Depois de tantas versões disseminadas ao longo dos anos, Loki nos apresenta o seu ponto de vista dos acontecimentos, e seus pensamentos sobre estes, contrariando a versão autorizada que é sustentada pelo Oráculo. Para começarmos, ele nos conta que a vida como a conhecemos veio da ruptura do gelo do Mundo Superior pelo fogo do Mundo Inferior, originando o primeiro homem, Buri, pai de Bór, que por sua vez é pai de Odin, Vili e Vê; e que os mundos foram erguidos através das ganâncias dos deuses. A ganância e sede de poder de Odin, o Caolho, o Ancião e Pai de Todos, acabou resultando em alguns conflitos, principalmente com o povo do gelo e da pedra, e inimigos poderosos, como a feiticeira Gullveig-Heid. 

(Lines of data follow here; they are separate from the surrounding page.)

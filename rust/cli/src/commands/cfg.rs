//! Configuration command handler.
//!
//! Prints every configuration value with the layer it came from
//! (`default`, `file` or `env`) as pretty JSON.
//!
//! # Example Output
//!
//! ```json
//! {
//!   "games": {
//!     "value": 1,
//!     "source": "default"
//!   },
//!   ...
//! }
//! ```

use crate::config;
use crate::error::CliError;
use std::io::Write;

/// Handle the cfg command.
///
/// # Errors
///
/// Returns `CliError::Config` if configuration loading fails.
/// Returns `CliError::Io` if writing to output stream fails.
pub fn handle_cfg_command(out: &mut dyn Write) -> Result<(), CliError> {
    let config::ConfigResolved { config, sources } = config::load_with_sources()
        .map_err(|e| CliError::Config(format!("Invalid configuration: {}", e)))?;

    let display = serde_json::json!({
        "games": { "value": config.games, "source": sources.games },
        "seed": { "value": config.seed, "source": sources.seed },
        "strategy_a": { "value": config.strategy_a, "source": sources.strategy_a },
        "strategy_b": { "value": config.strategy_b, "source": sources.strategy_b },
        "hint_a": { "value": config.hint_a, "source": sources.hint_a },
        "hint_b": { "value": config.hint_b, "source": sources.hint_b },
        "llm_endpoint": { "value": config.llm_endpoint, "source": sources.llm_endpoint },
        "llm_model": { "value": config.llm_model, "source": sources.llm_model },
        "llm_timeout_secs": { "value": config.llm_timeout_secs, "source": sources.llm_timeout_secs },
    });
    let json_str = serde_json::to_string_pretty(&display).map_err(std::io::Error::other)?;
    writeln!(out, "{}", json_str)?;
    Ok(())
}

Loki, filho de um relâmpago e de uma pilha de galhos secos, é um demônio, um Incêndio, que acaba "traindo" o Caos e o mundo inferior após abandonar seu Aspecto flamejante, aventurando-se no mundo superior e fazendo um acordo com Odin em que ele iria proteger/auxiliar e questionar a Ordem em seu reino em troca de se tornar um Deus. Apesar das promessas de proteção do Pai dos Deuses, ele acaba sendo repudiado em Asgard, onde sofre o preconceito e a opressão dos asgardianos, e experimenta sensações inéditas, como a dor, já que agora terá que assumir uma forma humana. Ao tentar se aproximar dos outros deuses, acaba por complicar ainda mais sua relação com eles diante de uma situação inesperada, mas seus truques e trapaças os surpreendem. Apesar disso, acaba por fazer alguns inimigos, como Thor e Heimdall. Traído pelas palavras e promessas de Odin que nunca se cumpriram, ele começa a buscar a sua vingança explorando as fraquezas dos deuses e gerando alguns conflitos até a queda de seus traidores. 

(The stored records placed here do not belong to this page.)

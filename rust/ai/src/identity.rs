use std::fmt;

/// Opaque identity handed to an agent at construction.
///
/// `account` stands in for whatever external credential backs the agent
/// (a wallet address, an API account). Wagering never reads it; it is only
/// carried so agents can report who they act for.
#[derive(Clone, PartialEq, Eq)]
pub struct AgentIdentity {
    name: String,
    account: Option<String>,
}

impl AgentIdentity {
    pub fn new(name: impl Into<String>) -> Self {
        Self {
            name: name.into(),
            account: None,
        }
    }

    pub fn with_account(mut self, account: impl Into<String>) -> Self {
        self.account = Some(account.into());
        self
    }

    pub fn name(&self) -> &str {
        &self.name
    }

    pub fn account(&self) -> Option<&str> {
        self.account.as_deref()
    }
}

impl fmt::Debug for AgentIdentity {
    fn fmt(&self, f: &mut fmt::Formatter<'_>) -> fmt::Result {
        f.debug_struct("AgentIdentity")
            .field("name", &self.name)
            .field("account", &self.account.as_ref().map(|_| "<redacted>"))
            .finish()
    }
}

impl fmt::Display for AgentIdentity {
    fn fmt(&self, f: &mut fmt::Formatter<'_>) -> fmt::Result {
        f.write_str(&self.name)
    }
}

#[cfg(test)]
mod tests {
    use super::*;

    #[test]
    fn debug_hides_account() {
        let id = AgentIdentity::new("Player1").with_account("0xabc123");
        assert_eq!(id.account(), Some("0xabc123"));
        let dbg = format!("{:?}", id);
        assert!(!dbg.contains("0xabc123"));
        assert!(dbg.contains("<redacted>"));
        assert_eq!(id.to_string(), "Player1");
    }
}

Loki: vilão ou injustiçado?

No final das contas, palavras são o que resta quando todas as ações estão completas. Palavras podem estilhaçar a fé, dar início a uma guerra, mudar o curso da história. Uma narrativa pode fazer seu coração bater mais rápido, derrubar paredes, escalar montanhas... Ei, uma boa trama pode até levantar os mortos. E é por isso que o Rei das Histórias se tornou o Rei dos deuses, por que escrever e fazer história estão apenas a uma página de diferença.
Pág.: 19

Os Filhos de Odin (Padraic Colum) foi uma leitura que fiz em 2015. Desta maneira, foi quase impossível não me recordar deste livro ao ler O Evangelho de Loki, já que algumas histórias se mostraram bem semelhantes, apesar da versão de Colum se aproximar mais da narrada pelo Oráculo. Entretanto, ambos compartilham da mesma qualidade: a escrita. Joanne M. Harris se mostrou expert com as palavras e conseguiu assumir a personalidade do Deus Trapaceiro, deixando a estranha e interessante sensação de que a obra em si foi escrita por ele, já que seu senso de humor, seu sarcasmo e cinismo foram adequadamente evidenciados e representados. 

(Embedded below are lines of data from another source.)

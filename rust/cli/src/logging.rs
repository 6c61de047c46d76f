use std::marker::PhantomData;
use std::sync::{Arc, Mutex};
use tracing::Level;
use tracing_subscriber::Layer;
use tracing_subscriber::layer::Context;
use tracing_subscriber::registry::LookupSpan;

/// Default filter when `RUST_LOG` is unset: round resolutions from the engine,
/// warnings from everything else.
pub const DEFAULT_FILTER: &str = "warn,derby_engine=info";

/// Structured log entry for testing and analysis
#[derive(Debug, Clone)]
pub struct LogEntry {
    pub level: Level,
    pub target: String,
    pub message: String,
    pub fields: Vec<(String, String)>,
}

impl LogEntry {
    pub fn field(&self, name: &str) -> Option<&str> {
        self.fields
            .iter()
            .find(|(k, _)| k == name)
            .map(|(_, v)| v.as_str())
    }
}

/// Test subscriber that captures log entries for verification
#[derive(Debug, Clone)]
pub struct TestLogSubscriber {
    entries: Arc<Mutex<Vec<LogEntry>>>,
}

impl Default for TestLogSubscriber {
    fn default() -> Self {
        Self::new()
    }
}

impl TestLogSubscriber {
    pub fn new() -> Self {
        Self {
            entries: Arc::new(Mutex::new(Vec::new())),
        }
    }

    pub fn entries(&self) -> Vec<LogEntry> {
        self.entries
            .lock()
            .map(|e| e.clone())
            .unwrap_or_default()
    }

    pub fn clear(&self) {
        if let Ok(mut e) = self.entries.lock() {
            e.clear();
        }
    }

    pub fn into_layer<S>(self) -> TestLayer<S>
    where
        S: tracing::Subscriber + for<'a> LookupSpan<'a>,
    {
        TestLayer {
            subscriber: self,
            _phantom: PhantomData,
        }
    }
}

pub struct TestLayer<S> {
    subscriber: TestLogSubscriber,
    _phantom: PhantomData<S>,
}

impl<S> Layer<S> for TestLayer<S>
where
    S: tracing::Subscriber + for<'a> LookupSpan<'a>,
{
    fn on_event(&self, event: &tracing::Event<'_>, _ctx: Context<'_, S>) {
        let metadata = event.metadata();
        let mut visitor = FieldVisitor::default();
        event.record(&mut visitor);

        let entry = LogEntry {
            level: *metadata.level(),
            target: metadata.target().to_string(),
            message: visitor.message.unwrap_or_default(),
            fields: visitor.fields,
        };

        if let Ok(mut entries) = self.subscriber.entries.lock() {
            entries.push(entry);
        }
    }
}

#[derive(Default)]
struct FieldVisitor {
    message: Option<String>,
    fields: Vec<(String, String)>,
}

impl tracing::field::Visit for FieldVisitor {
    fn record_str(&mut self, field: &tracing::field::Field, value: &str) {
        if field.name() == "message" {
            self.message = Some(value.to_string());
        } else {
            self.fields.push((field.name().to_string(), value.to_string()));
        }
    }

    fn record_debug(&mut self, field: &tracing::field::Field, value: &dyn std::fmt::Debug) {
        let value_str = format!("{:?}", value);
        if field.name() == "message" {
            self.message = Some(value_str);
        } else {
            self.fields.push((field.name().to_string(), value_str));
        }
    }
}

/// Install the stderr fmt subscriber for the `derby` binary.
///
/// Does nothing if a global subscriber is already set.
pub fn init_logging() {
    use tracing_subscriber::EnvFilter;
    use tracing_subscriber::fmt;

    let filter =
        EnvFilter::try_from_default_env().unwrap_or_else(|_| EnvFilter::new(DEFAULT_FILTER));

    let subscriber = fmt()
        .with_env_filter(filter)
        .with_target(true)
        .with_writer(std::io::stderr)
        .finish();

    let _ = tracing::subscriber::set_global_default(subscriber);
}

Fazendo jus à sua proposta, neste livro é Loki quem nos narra sua versão dos fatos, assumindo o papel de Aquele que vos Fala, ocasionando momentos engraçados face a sua singular personalidade, que, de uma forma ou de outra, cativa o leitor quase que de imediato. A obra é dividida em quatro partes: Luz, Sombra, Pôr do Sol e Crepúsculo, todas trazendo as Lokabrenna: as lições deixadas pelo Deus Trapaceiro, como em quem não devemos confiar e coisas da vida/cotidiano. Apesar de existir essa divisão, algumas histórias não seguem uma ordem cronológica, o que pode confundir alguns leitores. Outro fator a ser levado em conta é que senti uma narrativa mais lenta na metade do livro, mas nada que influencie muito no conjunto final da obra. 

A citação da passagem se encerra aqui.